§ TASK DESCRIPTION
Would you go through the records below and copy each line with the string "want"?
***** DATA TO USE
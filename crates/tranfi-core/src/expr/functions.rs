//! Built-in expression functions.
//!
//! Names resolve to a `Func` when the expression is parsed, so an unknown
//! function or a wrong argument count fails at plan build time. At runtime a
//! function never errors: bad inputs produce Null.

use crate::value::Value;

static NULL: Value = Value::Null;

#[derive(Debug, Clone, Copy, PartialEq, Eq)]
pub enum Func {
    Upper,
    Lower,
    Len,
    Trim,
    StartsWith,
    EndsWith,
    Contains,
    Slice,
    Concat,
    PadLeft,
    PadRight,
    Initcap,
    Left,
    Right,
    Replace,
    If,
    Coalesce,
    NullIf,
    Abs,
    Round,
    Floor,
    Ceil,
    Sign,
    Min,
    Max,
    Pow,
    Sqrt,
    Log,
    Exp,
    Mod,
}

impl Func {
    pub fn from_name(name: &str) -> Option<Func> {
        let f = match name.to_ascii_lowercase().as_str() {
            "upper" => Func::Upper,
            "lower" => Func::Lower,
            "len" | "length" => Func::Len,
            "trim" => Func::Trim,
            "starts_with" => Func::StartsWith,
            "ends_with" => Func::EndsWith,
            "contains" => Func::Contains,
            "slice" | "substr" => Func::Slice,
            "concat" => Func::Concat,
            "pad_left" | "lpad" => Func::PadLeft,
            "pad_right" | "rpad" => Func::PadRight,
            "initcap" => Func::Initcap,
            "left" => Func::Left,
            "right" => Func::Right,
            "replace" => Func::Replace,
            "if" => Func::If,
            "coalesce" => Func::Coalesce,
            "nullif" => Func::NullIf,
            "abs" => Func::Abs,
            "round" => Func::Round,
            "floor" => Func::Floor,
            "ceil" => Func::Ceil,
            "sign" => Func::Sign,
            "min" | "least" => Func::Min,
            "max" | "greatest" => Func::Max,
            "pow" => Func::Pow,
            "sqrt" => Func::Sqrt,
            "log" => Func::Log,
            "exp" => Func::Exp,
            "mod" => Func::Mod,
            _ => return None,
        };
        Some(f)
    }

    pub fn name(self) -> &'static str {
        match self {
            Func::Upper => "upper",
            Func::Lower => "lower",
            Func::Len => "len",
            Func::Trim => "trim",
            Func::StartsWith => "starts_with",
            Func::EndsWith => "ends_with",
            Func::Contains => "contains",
            Func::Slice => "slice",
            Func::Concat => "concat",
            Func::PadLeft => "pad_left",
            Func::PadRight => "pad_right",
            Func::Initcap => "initcap",
            Func::Left => "left",
            Func::Right => "right",
            Func::Replace => "replace",
            Func::If => "if",
            Func::Coalesce => "coalesce",
            Func::NullIf => "nullif",
            Func::Abs => "abs",
            Func::Round => "round",
            Func::Floor => "floor",
            Func::Ceil => "ceil",
            Func::Sign => "sign",
            Func::Min => "min",
            Func::Max => "max",
            Func::Pow => "pow",
            Func::Sqrt => "sqrt",
            Func::Log => "log",
            Func::Exp => "exp",
            Func::Mod => "mod",
        }
    }

    /// Accepted argument counts as (min, max); `None` means variadic.
    pub fn arity(self) -> (usize, Option<usize>) {
        match self {
            Func::Upper
            | Func::Lower
            | Func::Len
            | Func::Trim
            | Func::Initcap
            | Func::Abs
            | Func::Floor
            | Func::Ceil
            | Func::Sign
            | Func::Sqrt
            | Func::Log
            | Func::Exp => (1, Some(1)),
            Func::StartsWith
            | Func::EndsWith
            | Func::Contains
            | Func::Left
            | Func::Right
            | Func::NullIf
            | Func::Pow
            | Func::Mod => (2, Some(2)),
            Func::Slice | Func::PadLeft | Func::PadRight => (2, Some(3)),
            Func::Replace | Func::If => (3, Some(3)),
            Func::Round => (1, Some(2)),
            Func::Concat => (0, None),
            Func::Coalesce | Func::Min | Func::Max => (1, None),
        }
    }

    pub fn call(self, args: &[Value]) -> Value {
        let arg = |i: usize| args.get(i).unwrap_or(&NULL);
        match self {
            Func::Upper => map_text(arg(0), |s| s.to_uppercase()),
            Func::Lower => map_text(arg(0), |s| s.to_lowercase()),
            Func::Trim => map_text(arg(0), |s| s.trim().to_string()),
            Func::Initcap => map_text(arg(0), initcap),
            Func::Len => match arg(0) {
                Value::Null => Value::Null,
                v => Value::Int(v.to_text().chars().count() as i64),
            },
            Func::StartsWith => str_pred(arg(0), arg(1), |a, b| a.starts_with(b)),
            Func::EndsWith => str_pred(arg(0), arg(1), |a, b| a.ends_with(b)),
            Func::Contains => str_pred(arg(0), arg(1), |a, b| a.contains(b)),
            Func::Slice => slice(arg(0), arg(1), args.get(2)),
            Func::Concat => Value::Str(args.iter().map(Value::to_text).collect()),
            Func::PadLeft => pad(arg(0), arg(1), args.get(2), true),
            Func::PadRight => pad(arg(0), arg(1), args.get(2), false),
            Func::Left => take_chars(arg(0), arg(1), true),
            Func::Right => take_chars(arg(0), arg(1), false),
            Func::Replace => match (arg(0), arg(1).as_str(), arg(2)) {
                (Value::Null, _, _) => Value::Null,
                (v, Some(""), _) => v.clone(),
                (v, Some(old), new) => Value::Str(v.to_text().replace(old, &new.to_text())),
                (v, None, _) => v.clone(),
            },
            Func::If => {
                if condition(arg(0)) {
                    arg(1).clone()
                } else {
                    arg(2).clone()
                }
            }
            Func::Coalesce => args
                .iter()
                .find(|v| !v.is_null())
                .cloned()
                .unwrap_or(Value::Null),
            Func::NullIf => {
                if arg(0).loose_eq(arg(1)) {
                    Value::Null
                } else {
                    arg(0).clone()
                }
            }
            Func::Abs => match arg(0) {
                Value::Int(i) => i.checked_abs().map(Value::Int).unwrap_or(Value::Null),
                Value::Float(f) => Value::Float(f.abs()),
                _ => Value::Null,
            },
            Func::Round => round(arg(0), args.get(1)),
            Func::Floor => float_to_int(arg(0), f64::floor),
            Func::Ceil => float_to_int(arg(0), f64::ceil),
            Func::Sign => match arg(0) {
                Value::Int(i) => Value::Int(i.signum()),
                Value::Float(f) if *f > 0.0 => Value::Int(1),
                Value::Float(f) if *f < 0.0 => Value::Int(-1),
                Value::Float(f) if *f == 0.0 => Value::Int(0),
                _ => Value::Null,
            },
            Func::Min => extremum(args, std::cmp::Ordering::Less),
            Func::Max => extremum(args, std::cmp::Ordering::Greater),
            Func::Pow => match (arg(0).as_f64(), arg(1).as_f64()) {
                (Some(a), Some(b)) => finite(a.powf(b)),
                _ => Value::Null,
            },
            Func::Sqrt => match arg(0).as_f64() {
                Some(x) if x >= 0.0 => Value::Float(x.sqrt()),
                _ => Value::Null,
            },
            Func::Log => match arg(0).as_f64() {
                Some(x) if x > 0.0 => Value::Float(x.ln()),
                _ => Value::Null,
            },
            Func::Exp => match arg(0).as_f64() {
                Some(x) => finite(x.exp()),
                None => Value::Null,
            },
            Func::Mod => modulo(arg(0), arg(1)),
        }
    }
}

/// Truthiness for `if(...)` conditions: a Bool is itself, Null is false, any
/// other value is true.
fn condition(v: &Value) -> bool {
    match v {
        Value::Bool(b) => *b,
        Value::Null => false,
        _ => true,
    }
}

fn map_text(v: &Value, f: impl Fn(&str) -> String) -> Value {
    match v {
        Value::Null => Value::Null,
        Value::Str(s) => Value::Str(f(s)),
        other => Value::Str(f(&other.to_text())),
    }
}

fn str_pred(a: &Value, b: &Value, f: impl Fn(&str, &str) -> bool) -> Value {
    match (a.as_str(), b.as_str()) {
        (Some(a), Some(b)) => Value::Bool(f(a, b)),
        _ => Value::Bool(false),
    }
}

fn initcap(s: &str) -> String {
    let mut out = String::with_capacity(s.len());
    let mut at_word_start = true;
    for c in s.chars() {
        if at_word_start {
            out.extend(c.to_uppercase());
        } else {
            out.extend(c.to_lowercase());
        }
        at_word_start = matches!(c, ' ' | '_' | '-');
    }
    out
}

fn slice(s: &Value, start: &Value, len: Option<&Value>) -> Value {
    if s.is_null() {
        return Value::Null;
    }
    let Some(start) = start.as_i64() else {
        return Value::Null;
    };
    let chars: Vec<char> = s.to_text().chars().collect();
    let n = chars.len() as i64;
    let from = if start < 0 {
        n.saturating_add(start).max(0)
    } else {
        start.min(n)
    };
    let to = match len {
        Some(l) => match l.as_i64() {
            Some(l) if l >= 0 => from.saturating_add(l).min(n),
            _ => return Value::Null,
        },
        None => n,
    };
    Value::Str(chars[from as usize..to as usize].iter().collect())
}

/// Widest result `pad_left`/`pad_right` will build; wider requests give Null.
pub const MAX_PAD_WIDTH: i64 = 1 << 20;

fn pad(s: &Value, width: &Value, fill: Option<&Value>, left: bool) -> Value {
    if s.is_null() {
        return Value::Null;
    }
    let Some(width) = width.as_i64() else {
        return Value::Null;
    };
    if width > MAX_PAD_WIDTH {
        return Value::Null;
    }
    let fill = fill
        .and_then(|f| f.as_str())
        .and_then(|f| f.chars().next())
        .unwrap_or(' ');
    let text = s.to_text();
    let have = text.chars().count() as i64;
    if have >= width {
        return Value::Str(text);
    }
    let padding: String = std::iter::repeat(fill).take((width - have) as usize).collect();
    Value::Str(if left {
        padding + &text
    } else {
        text + &padding
    })
}

fn take_chars(s: &Value, n: &Value, from_left: bool) -> Value {
    if s.is_null() {
        return Value::Null;
    }
    let Some(n) = n.as_i64() else {
        return Value::Null;
    };
    let chars: Vec<char> = s.to_text().chars().collect();
    let n = (n.max(0) as usize).min(chars.len());
    let part = if from_left {
        &chars[..n]
    } else {
        &chars[chars.len() - n..]
    };
    Value::Str(part.iter().collect())
}

fn round(x: &Value, digits: Option<&Value>) -> Value {
    let digits = digits.and_then(Value::as_i64).unwrap_or(0);
    match x {
        Value::Int(i) => Value::Int(*i),
        Value::Float(f) if digits <= 0 => float_to_int(&Value::Float(*f), f64::round),
        Value::Float(f) => {
            let scale = 10f64.powi(digits.min(15) as i32);
            Value::Float((f * scale).round() / scale)
        }
        _ => Value::Null,
    }
}

fn float_to_int(x: &Value, f: fn(f64) -> f64) -> Value {
    match x {
        Value::Int(i) => Value::Int(*i),
        Value::Float(v) => {
            let r = f(*v);
            if r.is_finite() && r.abs() < 9.2e18 {
                Value::Int(r as i64)
            } else {
                Value::Null
            }
        }
        _ => Value::Null,
    }
}

fn extremum(args: &[Value], want: std::cmp::Ordering) -> Value {
    let mut best: Option<&Value> = None;
    let mut all_int = true;
    for v in args {
        match v {
            Value::Null => continue,
            Value::Int(_) => {}
            Value::Float(_) => all_int = false,
            _ => return Value::Null,
        }
        best = match best {
            Some(b) if v.compare(b) != Some(want) => Some(b),
            _ => Some(v),
        };
    }
    match best {
        Some(Value::Int(i)) if all_int => Value::Int(*i),
        Some(v) => v.as_f64().map(Value::Float).unwrap_or(Value::Null),
        None => Value::Null,
    }
}

pub(crate) fn modulo(a: &Value, b: &Value) -> Value {
    match (a, b) {
        (Value::Int(_), Value::Int(0)) => Value::Null,
        (Value::Int(x), Value::Int(y)) => x.checked_rem(*y).map(Value::Int).unwrap_or(Value::Null),
        _ => match (a.as_f64(), b.as_f64()) {
            (Some(_), Some(y)) if y == 0.0 => Value::Null,
            (Some(x), Some(y)) => Value::Float(x % y),
            _ => Value::Null,
        },
    }
}

fn finite(f: f64) -> Value {
    if f.is_finite() {
        Value::Float(f)
    } else {
        Value::Null
    }
}
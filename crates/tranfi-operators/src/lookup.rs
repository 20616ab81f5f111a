//! Operators that read a second table from disk: `stack` and `join`.
//!
//! Both load through `tranfi_io::lookup::read_table`, which picks a decoder by
//! file extension. Decode problems in the side file go to the error channel
//! under the operator's name.

use std::collections::HashMap;

use tranfi_core::dag::{JoinArgs, JoinHow, StackArgs};
use tranfi_core::error::RowError;
use tranfi_core::row::Row;
use tranfi_core::value::Value;

use crate::error::{OpError, Result};
use crate::operator::Transform;

fn load(op: &'static str, file: &str, errors: &mut Vec<RowError>) -> Result<Vec<Row>> {
    let (rows, errs) = tranfi_io::lookup::read_table(file).map_err(|source| OpError::Lookup {
        op,
        path: file.to_string(),
        source,
    })?;
    errors.extend(errs.into_iter().map(|mut e| {
        e.message = format!("{}: {}", file, e.message);
        e.op = op.to_string();
        e
    }));
    Ok(rows)
}

/// Appends the rows of another file after the primary stream.
pub struct Stack {
    args: StackArgs,
}

impl Stack {
    pub fn new(args: StackArgs) -> Self {
        Self { args }
    }
}

impl Transform for Stack {
    fn process(&mut self, rows: Vec<Row>, out: &mut Vec<Row>, _errors: &mut Vec<RowError>) -> Result<()> {
        match &self.args.tag {
            Some(tag) => out.extend(rows.into_iter().map(|mut row| {
                row.set(tag.as_str(), Value::from("input"));
                row
            })),
            None => out.extend(rows),
        }
        Ok(())
    }

    fn flush(&mut self, out: &mut Vec<Row>, errors: &mut Vec<RowError>) -> Result<()> {
        let rows = load("stack", &self.args.file, errors)?;
        let label = self.args.tag_value.as_deref().unwrap_or(&self.args.file);
        for mut row in rows {
            if let Some(tag) = &self.args.tag {
                row.set(tag.as_str(), Value::from(label));
            }
            out.push(row);
        }
        Ok(())
    }
}

struct LookupTable {
    /// Every lookup column other than the key, across all lookup rows, with
    /// its `_right` name for rows where the primary side already has it.
    columns: Vec<(String, String)>,
    by_key: HashMap<String, Vec<Row>>,
}

impl LookupTable {
    /// Output names for one primary row. A lookup column takes `_right` only
    /// when that row has a column of the same name.
    fn names_for<'a>(&'a self, left: &Row) -> Vec<(&'a str, &'a str)> {
        self.columns
            .iter()
            .map(|(src, suffixed)| {
                let name = if left.contains(src) { suffixed } else { src };
                (src.as_str(), name.as_str())
            })
            .collect()
    }
}

/// Hash join against a file loaded in full on first use.
pub struct Join {
    args: JoinArgs,
    table: Option<LookupTable>,
}

impl Join {
    pub fn new(args: JoinArgs) -> Self {
        Self { args, table: None }
    }

    fn build(&self, errors: &mut Vec<RowError>) -> Result<LookupTable> {
        let (_, right_key) = self.args.keys();
        let rows = load("join", &self.args.file, errors)?;

        let mut columns: Vec<(String, String)> = Vec::new();
        let mut by_key: HashMap<String, Vec<Row>> = HashMap::new();
        for row in rows {
            for name in row.columns() {
                if name != right_key && !columns.iter().any(|(c, _)| c == name) {
                    columns.push((name.to_string(), format!("{name}_right")));
                }
            }
            let key = row.value(right_key);
            if key.is_null() {
                continue;
            }
            by_key.entry(key.to_text()).or_default().push(row);
        }

        #[cfg(feature = "tracing")]
        tracing::debug!(file = %self.args.file, keys = by_key.len(), "join table built");

        Ok(LookupTable { columns, by_key })
    }
}

impl Transform for Join {
    fn process(&mut self, rows: Vec<Row>, out: &mut Vec<Row>, errors: &mut Vec<RowError>) -> Result<()> {
        if rows.is_empty() {
            return Ok(());
        }
        if self.table.is_none() {
            self.table = Some(self.build(errors)?);
        }
        let Some(table) = &self.table else {
            return Ok(());
        };

        let (left_key, _) = self.args.keys();
        for row in rows {
            let key = row.value(left_key);
            let matches = if key.is_null() {
                None
            } else {
                table.by_key.get(&key.to_text())
            };
            match matches {
                Some(hits) => {
                    let names = table.names_for(&row);
                    for hit in hits {
                        let mut joined = row.clone();
                        for (src, name) in &names {
                            joined.set(*name, hit.value(src).clone());
                        }
                        out.push(joined);
                    }
                }
                None if self.args.how == JoinHow::Left => {
                    let names: Vec<String> =
                        table.names_for(&row).into_iter().map(|(_, n)| n.to_string()).collect();
                    let mut joined = row;
                    for name in names {
                        joined.set(name, Value::Null);
                    }
                    out.push(joined);
                }
                None => {}
            }
        }
        Ok(())
    }
}

#[cfg(test)]
mod tests {
    use super::*;
    use crate::test_util::{column, mk_row, run};

    fn people() -> Vec<Row> {
        vec![
            mk_row(&[("name", Value::from("Alice")), ("city_id", Value::Int(1))]),
            mk_row(&[("name", Value::from("Bob")), ("city_id", Value::Int(3))]),
            mk_row(&[("name", Value::from("Carol")), ("city_id", Value::Int(2))]),
        ]
    }

    fn lookup_file(dir: &tempfile::TempDir) -> String {
        let path = dir.path().join("cities.csv");
        std::fs::write(&path, "id,name,country\n1,Paris,FR\n2,Berlin,DE\n").expect("write");
        path.display().to_string()
    }

    #[test]
    fn inner_and_left_join() {
        let dir = tempfile::tempdir().expect("tempdir");
        let file = lookup_file(&dir);
        let args = |how| JoinArgs {
            file: file.clone(),
            on: "city_id=id".into(),
            how,
        };

        let (out, errs) = run(&mut Join::new(args(JoinHow::Inner)), people());
        assert!(errs.is_empty());
        assert_eq!(column(&out, "name"), vec![Value::from("Alice"), Value::from("Carol")]);
        assert_eq!(
            out[0].columns().collect::<Vec<_>>(),
            vec!["name", "city_id", "name_right", "country"]
        );
        assert_eq!(out[1].value("name_right"), &Value::from("Berlin"));

        let (out, _) = run(&mut Join::new(args(JoinHow::Left)), people());
        assert_eq!(out.len(), 3);
        assert!(out[1].value("country").is_null());
    }

    #[test]
    fn collisions_follow_each_primary_row() {
        let dir = tempfile::tempdir().expect("tempdir");
        let path = dir.path().join("cities.jsonl");
        std::fs::write(
            &path,
            "{\"id\":1,\"city\":\"Rome\"}\n{\"id\":2,\"zone\":\"B\",\"city\":\"Oslo\"}\n",
        )
        .expect("write");
        let rows = vec![
            mk_row(&[("id", Value::Int(1))]),
            mk_row(&[("id", Value::Int(2)), ("city", Value::from("own"))]),
            mk_row(&[("id", Value::Int(1)), ("zone", Value::from("A"))]),
        ];
        let mut j = Join::new(JoinArgs {
            file: path.display().to_string(),
            on: "id".into(),
            how: JoinHow::Left,
        });
        let (out, _) = run(&mut j, rows);
        assert_eq!(out[0].columns().collect::<Vec<_>>(), vec!["id", "city", "zone"]);
        assert_eq!(out[0].value("city"), &Value::from("Rome"));
        assert!(out[0].value("zone").is_null());

        assert_eq!(out[1].value("city"), &Value::from("own"));
        assert_eq!(out[1].value("city_right"), &Value::from("Oslo"));
        assert_eq!(out[1].value("zone"), &Value::from("B"));

        assert_eq!(out[2].value("zone"), &Value::from("A"));
        assert!(out[2].value("zone_right").is_null());
        assert_eq!(out[2].value("city"), &Value::from("Rome"));
    }

    #[test]
    fn missing_lookup_file_is_an_error() {
        let mut j = Join::new(JoinArgs {
            file: "/nonexistent/lookup.csv".into(),
            on: "id".into(),
            how: JoinHow::Inner,
        });
        let mut out = Vec::new();
        let mut errs = Vec::new();
        let err = j
            .process(people(), &mut out, &mut errs)
            .expect_err("missing file");
        assert!(matches!(err, OpError::Lookup { op: "join", .. }));
    }

    #[test]
    fn stack_appends_tagged_rows() {
        let dir = tempfile::tempdir().expect("tempdir");
        let path = dir.path().join("more.jsonl");
        std::fs::write(&path, "{\"name\":\"Dan\",\"city_id\":4}\n").expect("write");
        let mut s = Stack::new(StackArgs {
            file: path.display().to_string(),
            tag: Some("src".into()),
            tag_value: Some("extra".into()),
        });
        let (out, _) = run(&mut s, people());
        assert_eq!(out.len(), 4);
        assert_eq!(
            column(&out, "src"),
            vec![
                Value::from("input"),
                Value::from("input"),
                Value::from("input"),
                Value::from("extra")
            ]
        );
        assert_eq!(out[3].value("name"), &Value::from("Dan"));
    }
}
**********
§ WRITTEN RESPONSE
fn extremum(args: &[Value], want: std::cmp::Ordering) -> Value {
            Some(b) if v.compare(b) != Some(want) => Some(b),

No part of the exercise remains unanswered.